Sunday, November 7, 2010
Hall 1 (Salt Palace Convention Center)
The field of drug delivery is plagued by the lack of effective local delivery methods for multiple therapeutics over medically relevant timescales. Such capabilities are needed to treat cellular dysfunction while avoiding drug toxicity. A clear illustration of this problem is the systemic overuse of broad-spectrum antibiotics to treat bacterial infections, which has lead to a rise in antibiotic resistant bacteria worldwide. As an alternative to conventional systemic administration of therapeutics, we have designed layer-by-layer assembled degradable polyelectrolyte multilayer films as coatings to address infection.
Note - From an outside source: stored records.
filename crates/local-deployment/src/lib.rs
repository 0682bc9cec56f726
use std::sync::Arc;

use async_trait::async_trait;
use db::DBService;
use deployment::{Deployment, DeploymentError};
use services::services::{
    accounts::AccountService,
    auth::AuthService,
    config::{Config, load_config_from_file, save_config_to_file},
    importer::ImporterService,
    jobs::{JobQueue, JobWorker},
    mail::MailService,
    projects::ProjectService,
    webhook::WebhookService,
};
use tokio::sync::RwLock;
use utils::{
    assets::{asset_dir, config_path},
    signer::Signer,
};

#[derive(Clone)]
pub struct LocalDeployment {
    config: Arc<RwLock<Config>>,
    db: DBService,
    auth: AuthService,
    accounts: AccountService,
    projects: ProjectService,
    importer: ImporterService,
    jobs: JobQueue,
    mail: MailService,
    http: reqwest::Client,
}

impl LocalDeployment {
    /// Wires the services around an existing config and database and starts
    /// the job worker. Must run inside a tokio runtime.
    pub fn from_parts(config: Config, db: DBService, auth: AuthService) -> Self {
        let http = reqwest::Client::new();
        let signer = Signer::new(&config.secret_key);
        let mail = MailService::new(config.mail_sender.clone());
        let webhooks = WebhookService::new(http.clone());
        let (jobs, receiver) = JobQueue::new();
        JobWorker::new(db.clone(), mail.clone(), webhooks.clone()).spawn(receiver);

        Self {
            accounts: AccountService::new(auth.clone(), signer.clone(), jobs.clone()),
            projects: ProjectService::new(auth.clone(), signer, webhooks),
            importer: ImporterService::new(http.clone()),
            config: Arc::new(RwLock::new(config)),
            db,
            auth,
            jobs,
            mail,
            http,
        }
    }
}

#[async_trait]
impl Deployment for LocalDeployment {
    async fn new() -> Result<Self, DeploymentError> {
        std::fs::create_dir_all(asset_dir())?;
        let raw_config = load_config_from_file(&config_path()).await;
        raw_config.validate()?;

        // Always save config (may have been migrated or got a fresh secret)
        save_config_to_file(&raw_config, &config_path()).await?;

        let db = DBService::new().await?;
        let auth = AuthService::new(raw_config.secret_key.clone(), raw_config.session_ttl_hours);
        let deployment = Self::from_parts(raw_config, db, auth);
        deployment.ensure_default_category().await?;
        Ok(deployment)
    }

    fn config(&self) -> &Arc<RwLock<Config>> {
        &self.config
    }

    fn db(&self) -> &DBService {
        &self.db
    }

    fn auth(&self) -> &AuthService {
        &self.auth
    }

    fn accounts(&self) -> &AccountService {
        &self.accounts
    }

    fn projects(&self) -> &ProjectService {
        &self.projects
    }

    fn importer(&self) -> &ImporterService {
        &self.importer
    }

    fn jobs(&self) -> &JobQueue {
        &self.jobs
    }

    fn mail(&self) -> &MailService {
        &self.mail
    }

    fn http(&self) -> &reqwest::Client {
        &self.http
    }
}

#[cfg(test)]
mod tests {
    use std::time::Duration;

    use services::services::{jobs::Job, mail::Mail};

    use super::*;

    #[tokio::test]
    async fn worker_delivers_queued_mail() {
        let db = DBService::new_in_memory().await.unwrap();
        let deployment = LocalDeployment::from_parts(
            Config::default(),
            db,
            AuthService::new("secret", 1).with_bcrypt_cost(4),
        );
        deployment
            .jobs()
            .enqueue(Job::SendMail(Mail::to("a@example.com", "Hello", "Body")))
            .unwrap();
        for _ in 0..100 {
            if !deployment.mail().sent().await.is_empty() {
                break;
            }
            tokio::time::sleep(Duration::from_millis(10)).await;
        }
        assert_eq!(deployment.mail().sent().await[0].subject, "Hello");

        deployment.ensure_default_category().await.unwrap();
        let hateoas = deployment.hateoas().await;
        assert!(
            hateoas
                .link("self", "project", "http://localhost:3000/api/project/1")
                .contains("rel='self'")
        );
    }
}
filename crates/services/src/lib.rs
pub mod services;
These films were engineered for the delivery of both existing and highly effective antibiotics as well as antimicrobial peptides, a novel class of therapeutics that do not cause antimicrobial resistant bacteria to arise. Film architecture, assembly technique, and film component secondary interactions were thoroughly explored and optimized to create active films which display a range of drug release profiles. These timescales and drug loadings are relevant to a wide range of medical needs, including those in which immediate eradication of an existing infection are required versus prophylactic administration. Recognizing the prevalence of infection and inflammation coexistence, degradable coatings for the concurrent release of antibiotics and anti-inflammatory therapeutics were also designed. All coatings were applied to medically relevant substrates, including bandages and sutures, and shown to be active in vitro. Additionally, to address the growing problem of biofilm formation on the surfaces of implants, non-degradable coatings were designed and shown to be highly effective in preventing bacterial attachment, the first critical step in biofilm formation. Together, these functionalized surfaces and drug releasing films have the potential to eliminate many of the current complications in treatment and prevention of infection.